Methods: : Co-precipitation analysis was used to determine the composition of N-cadherin junctions in microdissected E10 chick embryo lenses. A new double IP technique was developed to separate N-cadherin/γ-catenin from N-cadherin/β-catenin junctions. Immunofluorescence of E10 chick lenses was used to determine the localization of N-cadherin/γ-catenin and N-cadherin/β-catenin junctions.
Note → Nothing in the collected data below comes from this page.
use std::sync::Arc;

use async_trait::async_trait;

use deedscout_common::{Evidence, RoutingDecision, StageOutput};

use crate::traits::{AdapterError, Reasoner, StageAdapter, StageQuery};

/// Deterministic routing used when no reasoning service is configured: any owner
/// reference means the owner is resolved.
#[derive(Debug, Clone, Copy, Default)]
pub struct RuleBasedReasoner;

#[async_trait]
impl Reasoner for RuleBasedReasoner {
    async fn decide(
        &self,
        _address: &str,
        evidence: &Evidence,
    ) -> Result<RoutingDecision, AdapterError> {
        Ok(match evidence.current_owner() {
            Some(owner) => {
                let owner_type = owner.effective_type();
                RoutingDecision::resolved(owner.name, Some(owner_type))
            }
            None => RoutingDecision::insufficient(),
        })
    }
}

/// Serves a decision-kind stage by asking the reasoner for a routing decision.
pub struct DecisionStage {
    reasoner: Arc<dyn Reasoner>,
}

impl DecisionStage {
    pub fn new(reasoner: Arc<dyn Reasoner>) -> Self {
        Self { reasoner }
    }
}

#[async_trait]
impl StageAdapter for DecisionStage {
    async fn lookup(&self, query: StageQuery<'_>) -> Result<StageOutput, AdapterError> {
        let decision = self.reasoner.decide(query.address, query.evidence).await?;
        Ok(StageOutput::default().with_routing(decision))
    }

    fn name(&self) -> &str {
        "reasoner"
    }
}
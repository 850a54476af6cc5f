use std::sync::Arc;

use axum::{
    extract::{rejection::JsonRejection, Path, Query, State},
    http::StatusCode,
    response::{IntoResponse, Json, Response},
};
use serde::Deserialize;
use uuid::Uuid;

use super::{error_json, error_response, job_not_found, JobResponse};
use crate::app::AppState;

#[derive(Deserialize)]
pub struct ResearchRequest {
    addresses: Vec<String>,
}

#[derive(Deserialize)]
pub struct StatusQuery {
    #[serde(default)]
    evidence: bool,
}

pub async fn api_submit_research(
    State(state): State<Arc<AppState>>,
    body: Result<Json<ResearchRequest>, JsonRejection>,
) -> Response {
    let Json(body) = match body {
        Ok(body) => body,
        Err(rejection) => return error_json(StatusCode::BAD_REQUEST, rejection.body_text()),
    };

    let job_id = match state.manager.submit(body.addresses).await {
        Ok(id) => id,
        Err(e) => return error_response(e),
    };
    match state.manager.status(job_id).await {
        Ok(job) => (StatusCode::ACCEPTED, Json(JobResponse::from_job(&job, false))).into_response(),
        Err(e) => error_response(e),
    }
}

pub async fn api_research_status(
    State(state): State<Arc<AppState>>,
    Path(raw_id): Path<String>,
    Query(query): Query<StatusQuery>,
) -> Response {
    let Ok(job_id) = Uuid::parse_str(&raw_id) else {
        return job_not_found(&raw_id);
    };
    match state.manager.status(job_id).await {
        Ok(job) => Json(JobResponse::from_job(&job, query.evidence)).into_response(),
        Err(e) => error_response(e),
    }
}

pub async fn api_cancel_research(
    State(state): State<Arc<AppState>>,
    Path(raw_id): Path<String>,
) -> Response {
    let Ok(job_id) = Uuid::parse_str(&raw_id) else {
        return job_not_found(&raw_id);
    };
    match state.manager.cancel(job_id).await {
        Ok(job) => Json(JobResponse::from_job(&job, false)).into_response(),
        Err(e) => error_response(e),
    }
}
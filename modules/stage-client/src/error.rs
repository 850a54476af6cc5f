use thiserror::Error;

pub type Result<T> = std::result::Result<T, StageClientError>;

#[derive(Debug, Error)]
pub enum StageClientError {
    #[error("Network error: {0}")]
    Network(String),

    #[error("Request timed out")]
    Timeout,

    #[error("API error (status {status}): {message}")]
    Api { status: u16, message: String },

    #[error("Parse error: {0}")]
    Parse(String),
}

impl StageClientError {
    /// Worth retrying: connection problems, timeouts, rate limits, and server errors.
    pub fn is_transient(&self) -> bool {
        match self {
            StageClientError::Network(_) | StageClientError::Timeout => true,
            StageClientError::Api { status, .. } => {
                *status >= 500 || *status == 429 || *status == 408
            }
            StageClientError::Parse(_) => false,
        }
    }
}

impl From<reqwest::Error> for StageClientError {
    fn from(err: reqwest::Error) -> Self {
        if err.is_timeout() {
            StageClientError::Timeout
        } else if err.is_decode() {
            StageClientError::Parse(err.to_string())
        } else {
            StageClientError::Network(err.to_string())
        }
    }
}

impl From<serde_json::Error> for StageClientError {
    fn from(err: serde_json::Error) -> Self {
        StageClientError::Parse(err.to_string())
    }
}
//! `JobStore` implementations: in-memory, and a Postgres JSONB mirror.

mod memory;
mod postgres;

pub use memory::MemoryJobStore;
pub use postgres::PgJobStore;
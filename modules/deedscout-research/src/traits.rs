// Trait boundaries between the research core and its collaborators.
//
// StageAdapter: one data source (registry, land records, people search, ...).
// Reasoner: routing decision for the ownership check, optional analysis for ambiguity.
// JobStore: optional persistence mirror for jobs.
//
// The core holds these as trait objects so tests run against in-memory mocks:
// no network, no database.

use anyhow::Result;
use async_trait::async_trait;
use thiserror::Error;
use uuid::Uuid;

use deedscout_common::{Evidence, Job, OwnershipResult, RoutingDecision, StageId, StageOutput};

// ---------------------------------------------------------------------------
// StageAdapter
// ---------------------------------------------------------------------------

/// Failure reported by an adapter. The variant decides whether the executor retries.
#[derive(Debug, Clone, Error, PartialEq, Eq)]
pub enum AdapterError {
    /// Network hiccup, rate limit, upstream 5xx. Worth another attempt.
    #[error("transient failure: {0}")]
    Transient(String),

    #[error("timed out")]
    Timeout,

    /// The query itself is unusable (unparseable address, empty name).
    #[error("invalid input: {0}")]
    InvalidInput(String),

    /// The source answered and will keep answering the same way.
    #[error("unrecoverable: {0}")]
    Unrecoverable(String),
}

impl AdapterError {
    pub fn is_retryable(&self) -> bool {
        matches!(self, AdapterError::Transient(_) | AdapterError::Timeout)
    }
}

/// What a stage is asked to look up.
#[derive(Debug, Clone, Copy)]
pub struct StageQuery<'a> {
    pub stage: StageId,
    /// The property address being researched.
    pub address: &'a str,
    /// The address, or the owner/person name the stage searches for.
    pub subject: &'a str,
    /// Everything committed for this address so far.
    pub evidence: &'a Evidence,
}

#[async_trait]
pub trait StageAdapter: Send + Sync {
    async fn lookup(&self, query: StageQuery<'_>) -> Result<StageOutput, AdapterError>;

    fn name(&self) -> &str;
}

// ---------------------------------------------------------------------------
// Reasoner
// ---------------------------------------------------------------------------

#[async_trait]
pub trait Reasoner: Send + Sync {
    /// Decide whether evidence so far resolves the owner or needs another registry lookup.
    async fn decide(&self, address: &str, evidence: &Evidence) -> Result<RoutingDecision, AdapterError>;

    /// Judge ambiguous evidence. `Ok(None)` means "no opinion" and the deterministic
    /// aggregation stands.
    async fn analyze(&self, address: &str, evidence: &Evidence) -> Result<Option<OwnershipResult>> {
        let _ = (address, evidence);
        Ok(None)
    }
}

// ---------------------------------------------------------------------------
// JobStore
// ---------------------------------------------------------------------------

/// Persistence mirror. The job manager is the source of truth while a job is in flight.
#[async_trait]
pub trait JobStore: Send + Sync {
    async fn save(&self, job: &Job) -> Result<()>;

    async fn load(&self, job_id: Uuid) -> Result<Option<Job>>;

    /// Cheap liveness probe for health reporting.
    async fn is_connected(&self) -> bool {
        true
    }
}
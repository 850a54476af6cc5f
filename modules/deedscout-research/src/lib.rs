pub mod aggregator;
pub mod executor;
pub mod graph;
pub mod jobs;
pub mod reasoner;
pub mod registry;
pub mod runner;
pub mod store;
pub mod traits;

#[cfg(any(test, feature = "test-support"))]
pub mod testing;

pub use aggregator::{Aggregation, ResultAggregator};
pub use executor::{RetryPolicy, StageError, StageExecutor};
pub use graph::{
    property_research_graph, Execution, Frontier, Gate, StageKind, StageSpec, Subject,
    WorkflowGraph,
};
pub use jobs::{JobManager, ResearchConfig, TaskOutcome};
pub use reasoner::{DecisionStage, RuleBasedReasoner};
pub use registry::AdapterRegistry;
pub use runner::{AddressRunner, NoProgress, ProgressSink, RunReport, RunSnapshot};
pub use store::{MemoryJobStore, PgJobStore};
pub use traits::{AdapterError, JobStore, Reasoner, StageAdapter, StageQuery};
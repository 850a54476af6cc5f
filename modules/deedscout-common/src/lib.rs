pub mod config;
pub mod error;
pub mod names;
pub mod types;

pub use config::Config;
pub use error::{DeedScoutError, GraphConfigurationError};
pub use names::*;
pub use types::*;
//! HTTP-backed implementations of the research traits.

use async_trait::async_trait;

use deedscout_common::{Evidence, OwnershipResult, RoutingDecision, StageId, StageOutput};
use deedscout_research::{AdapterError, Reasoner, StageAdapter, StageQuery};
use stage_client::{ReasonerClient, StageClient, StageClientError, StageRequest};

pub struct HttpStageAdapter {
    stage: StageId,
    client: StageClient,
}

impl HttpStageAdapter {
    pub fn new(stage: StageId, client: StageClient) -> Self {
        Self { stage, client }
    }
}

#[async_trait]
impl StageAdapter for HttpStageAdapter {
    async fn lookup(&self, query: StageQuery<'_>) -> Result<StageOutput, AdapterError> {
        let request = StageRequest {
            stage: query.stage,
            address: query.address,
            subject: query.subject,
            evidence: query.evidence,
        };
        self.client.lookup(&request).await.map_err(to_adapter_error)
    }

    fn name(&self) -> &str {
        self.stage.as_str()
    }
}

pub struct HttpReasoner {
    client: ReasonerClient,
}

impl HttpReasoner {
    pub fn new(client: ReasonerClient) -> Self {
        Self { client }
    }
}

#[async_trait]
impl Reasoner for HttpReasoner {
    async fn decide(
        &self,
        address: &str,
        evidence: &Evidence,
    ) -> Result<RoutingDecision, AdapterError> {
        self.client
            .decide(address, evidence)
            .await
            .map_err(to_adapter_error)
    }

    async fn analyze(
        &self,
        address: &str,
        evidence: &Evidence,
    ) -> anyhow::Result<Option<OwnershipResult>> {
        Ok(self.client.analyze(address, evidence).await?)
    }
}

fn to_adapter_error(err: StageClientError) -> AdapterError {
    match err {
        StageClientError::Timeout => AdapterError::Timeout,
        e if e.is_transient() => AdapterError::Transient(e.to_string()),
        StageClientError::Api {
            status: 400 | 422,
            message,
        } => AdapterError::InvalidInput(message),
        e => AdapterError::Unrecoverable(e.to_string()),
    }
}
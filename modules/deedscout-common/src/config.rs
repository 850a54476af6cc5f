use std::collections::HashMap;
use std::time::Duration;

use anyhow::{Context, Result};

use crate::types::{Provenance, StageId};

/// Retry delays are capped so a misconfigured value cannot stall a runner.
pub const MAX_RETRY_DELAY: Duration = Duration::from_secs(30);

/// Application configuration loaded from environment variables.
#[derive(Debug, Clone)]
pub struct Config {
    // Submission / scheduling
    pub max_addresses: usize,
    pub processing_delay: Duration,
    pub max_parallel_addresses: usize,

    // Stage execution
    pub stage_timeout: Duration,
    pub stage_max_attempts: u32,
    pub stage_retry_delay: Duration,

    // Aggregation
    pub owner_precedence: Vec<Provenance>,

    // Collaborators
    pub database_url: Option<String>,
    pub reasoner_url: Option<String>,
    pub stage_urls: HashMap<StageId, String>,
    pub collaborator_token: Option<String>,

    // Web server
    pub api_host: String,
    pub api_port: u16,
    pub cors_origins: Vec<String>,
    pub log_json: bool,
}

impl Default for Config {
    fn default() -> Self {
        Self {
            max_addresses: 10,
            processing_delay: Duration::from_millis(500),
            max_parallel_addresses: 2,
            stage_timeout: Duration::from_secs(90),
            stage_max_attempts: 3,
            stage_retry_delay: Duration::from_millis(2000),
            owner_precedence: vec![
                Provenance::Document,
                Provenance::Registry,
                Provenance::Secondary,
            ],
            database_url: None,
            reasoner_url: None,
            stage_urls: HashMap::new(),
            collaborator_token: None,
            api_host: "0.0.0.0".to_string(),
            api_port: 8000,
            cors_origins: vec!["*".to_string()],
            log_json: false,
        }
    }
}

impl Config {
    /// Load configuration from the process environment (and `.env`, if present).
    pub fn from_env() -> Result<Self> {
        dotenvy::dotenv().ok();
        Self::from_lookup(|key| std::env::var(key).ok())
    }

    /// Build a config from an arbitrary key lookup. Unset keys keep their defaults.
    pub fn from_lookup<F>(lookup: F) -> Result<Self>
    where
        F: Fn(&str) -> Option<String>,
    {
        let defaults = Self::default();
        let get = |key: &str| lookup(key).filter(|v| !v.trim().is_empty());

        let max_addresses = parse_or(&get, "MAX_ADDRESSES", defaults.max_addresses)?;
        if max_addresses == 0 {
            anyhow::bail!("MAX_ADDRESSES must be at least 1");
        }
        let max_parallel_addresses =
            parse_or(&get, "MAX_PARALLEL_ADDRESSES", defaults.max_parallel_addresses)?.max(1);
        let stage_max_attempts =
            parse_or(&get, "STAGE_MAX_ATTEMPTS", defaults.stage_max_attempts)?.max(1);

        let processing_delay = Duration::from_millis(parse_or(
            &get,
            "PROCESSING_DELAY_MS",
            defaults.processing_delay.as_millis() as u64,
        )?);
        let stage_timeout = Duration::from_secs(parse_or(
            &get,
            "STAGE_TIMEOUT_SECS",
            defaults.stage_timeout.as_secs(),
        )?);
        let stage_retry_delay = Duration::from_millis(parse_or(
            &get,
            "STAGE_RETRY_DELAY_MS",
            defaults.stage_retry_delay.as_millis() as u64,
        )?)
        .min(MAX_RETRY_DELAY);

        let owner_precedence = match get("OWNER_PRECEDENCE") {
            Some(raw) => parse_precedence(&raw)?,
            None => defaults.owner_precedence,
        };

        let mut stage_urls = HashMap::new();
        for stage in StageId::ALL {
            let key = format!("STAGE_URL_{}", stage.as_str().to_uppercase());
            if let Some(url) = get(&key) {
                stage_urls.insert(stage, url.trim().to_string());
            }
        }

        let cors_origins = get("CORS_ORIGINS")
            .map(|raw| {
                raw.split(',')
                    .map(|s| s.trim().to_string())
                    .filter(|s| !s.is_empty())
                    .collect()
            })
            .unwrap_or(defaults.cors_origins);

        Ok(Self {
            max_addresses,
            processing_delay,
            max_parallel_addresses,
            stage_timeout,
            stage_max_attempts,
            stage_retry_delay,
            owner_precedence,
            database_url: get("DATABASE_URL"),
            reasoner_url: get("REASONER_URL"),
            stage_urls,
            collaborator_token: get("COLLABORATOR_TOKEN"),
            api_host: get("API_HOST").unwrap_or(defaults.api_host),
            api_port: parse_or(&get, "API_PORT", defaults.api_port)?,
            cors_origins,
            log_json: get("LOG_FORMAT").is_some_and(|f| f.eq_ignore_ascii_case("json")),
        })
    }

    /// Log the loaded settings, with secrets truncated.
    pub fn log_keys(&self) {
        fn preview_opt(val: &Option<String>) -> String {
            match val {
                Some(v) if !v.is_empty() => {
                    let n = v.len().min(12);
                    format!("{}...({} chars)", &v[..n], v.len())
                }
                _ => "<not set>".to_string(),
            }
        }

        tracing::info!("Config loaded:");
        tracing::info!("  MAX_ADDRESSES: {}", self.max_addresses);
        tracing::info!("  MAX_PARALLEL_ADDRESSES: {}", self.max_parallel_addresses);
        tracing::info!("  PROCESSING_DELAY_MS: {}", self.processing_delay.as_millis());
        tracing::info!("  DATABASE_URL: {}", preview_opt(&self.database_url));
        tracing::info!("  REASONER_URL: {}", preview_opt(&self.reasoner_url));
        tracing::info!("  stage urls configured: {}", self.stage_urls.len());
    }
}

fn parse_or<T, G>(get: &G, key: &str, default: T) -> Result<T>
where
    T: std::str::FromStr,
    T::Err: std::fmt::Display,
    G: Fn(&str) -> Option<String>,
{
    match get(key) {
        Some(raw) => raw
            .trim()
            .parse::<T>()
            .map_err(|e| anyhow::anyhow!("{e}"))
            .with_context(|| format!("{key} is not valid: {raw:?}")),
        None => Ok(default),
    }
}

/// Parse a comma-separated precedence list such as `document,registry,secondary`.
/// Provenances left out are appended in default order so every candidate stays rankable.
pub fn parse_precedence(raw: &str) -> Result<Vec<Provenance>> {
    let mut order = Vec::new();
    for part in raw.split(',').map(str::trim).filter(|p| !p.is_empty()) {
        let provenance: Provenance = part
            .parse()
            .map_err(|e: String| anyhow::anyhow!(e))
            .context("OWNER_PRECEDENCE is not valid")?;
        if !order.contains(&provenance) {
            order.push(provenance);
        }
    }
    for provenance in [Provenance::Document, Provenance::Registry, Provenance::Secondary] {
        if !order.contains(&provenance) {
            order.push(provenance);
        }
    }
    Ok(order)
}

#[cfg(test)]
mod tests {
    use super::*;

    fn lookup(pairs: &[(&str, &str)]) -> impl Fn(&str) -> Option<String> {
        let map: HashMap<String, String> = pairs
            .iter()
            .map(|(k, v)| (k.to_string(), v.to_string()))
            .collect();
        move |key| map.get(key).cloned()
    }

    #[test]
    fn defaults_apply_when_unset() {
        let config = Config::from_lookup(lookup(&[])).unwrap();
        assert_eq!(config.max_addresses, 10);
        assert_eq!(config.processing_delay, Duration::from_millis(500));
        assert_eq!(config.stage_max_attempts, 3);
        assert!(config.database_url.is_none());
        assert!(config.stage_urls.is_empty());
    }

    #[test]
    fn reads_overrides_and_stage_urls() {
        let config = Config::from_lookup(lookup(&[
            ("MAX_ADDRESSES", "25"),
            ("PROCESSING_DELAY_MS", "0"),
            ("STAGE_URL_PROPERTY_REGISTRY", "http://zoning:9000/lookup"),
            ("STAGE_URL_PEOPLE_SEARCH", " http://people:9000 "),
            ("CORS_ORIGINS", "https://a.example, https://b.example"),
            ("LOG_FORMAT", "JSON"),
        ]))
        .unwrap();

        assert_eq!(config.max_addresses, 25);
        assert_eq!(config.processing_delay, Duration::ZERO);
        assert_eq!(
            config.stage_urls.get(&StageId::PropertyRegistry).map(String::as_str),
            Some("http://zoning:9000/lookup")
        );
        assert_eq!(
            config.stage_urls.get(&StageId::PeopleSearch).map(String::as_str),
            Some("http://people:9000")
        );
        assert_eq!(config.cors_origins.len(), 2);
        assert!(config.log_json);
    }

    #[test]
    fn retry_delay_is_capped() {
        let config = Config::from_lookup(lookup(&[("STAGE_RETRY_DELAY_MS", "600000")])).unwrap();
        assert_eq!(config.stage_retry_delay, MAX_RETRY_DELAY);
    }

    #[test]
    fn rejects_garbage_numbers() {
        let err = Config::from_lookup(lookup(&[("MAX_ADDRESSES", "lots")])).unwrap_err();
        assert!(err.to_string().contains("MAX_ADDRESSES"));
    }

    #[test]
    fn rejects_zero_max_addresses() {
        assert!(Config::from_lookup(lookup(&[("MAX_ADDRESSES", "0")])).is_err());
    }

    #[test]
    fn precedence_fills_in_missing_entries() {
        let order = parse_precedence("registry").unwrap();
        assert_eq!(
            order,
            vec![Provenance::Registry, Provenance::Document, Provenance::Secondary]
        );
        assert!(parse_precedence("registry,astrology").is_err());
    }
}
Results: : We have previously shown that proper morphogenesis of the lens is dependent upon the formation of mature N-cadherin junctions. These classical cadherin junctions can be stabilized through interactions with the actin cytoskeleton, thought to be mediated by both β- and γ-catenin. Unlike β-catenin, γ-catenin can also bind to desmosomal cadherins, linking them to intermediate filaments through desmoplakin. We now present the first biochemical evidence that, in vivo, γ-catenin also mediates interactions between a classical cadherin and the intermediate filament cytoskeleton, linked through desmoplakin. In the developing lens, which has no desmosomes, we discovered that vimentin became linked to N-cadherin complexes in a differentiation-state specific manner. This newly identified junctional complex was tissue specific but not unique to the lens. Our novel double IP technique made possible, for the first time, the separation of N-cadherin/γ-catenin from N-cadherin/β-catenin complexes and the identification of multiple members of each of these protein complexes. This study revealed that vimentin was associated exclusively with N-cadherin/γ-catenin junctions. Immunolocalization studies confirmed these biochemical results. β-catenin localized along lateral cell-cell interfaces of the hexagonally-packed lens fiber cells, co-localizing with F-actin. Both β-catenin and F-actin were absent from the cell vertices, which is the site of localization of the N-cadherin/γ-catenin junction. Formation of this novel junction occurred coincident with the establishment of the unique cytoarchitecture of lens fiber cells.

Conclusions: : We believe this novel vimentin-linked N-cadherin/γ-catenin junction is important to the establishment of the unique cytoarchitecture of the lens and provides the tensile strength necessary to maintain structural integrity of the lens.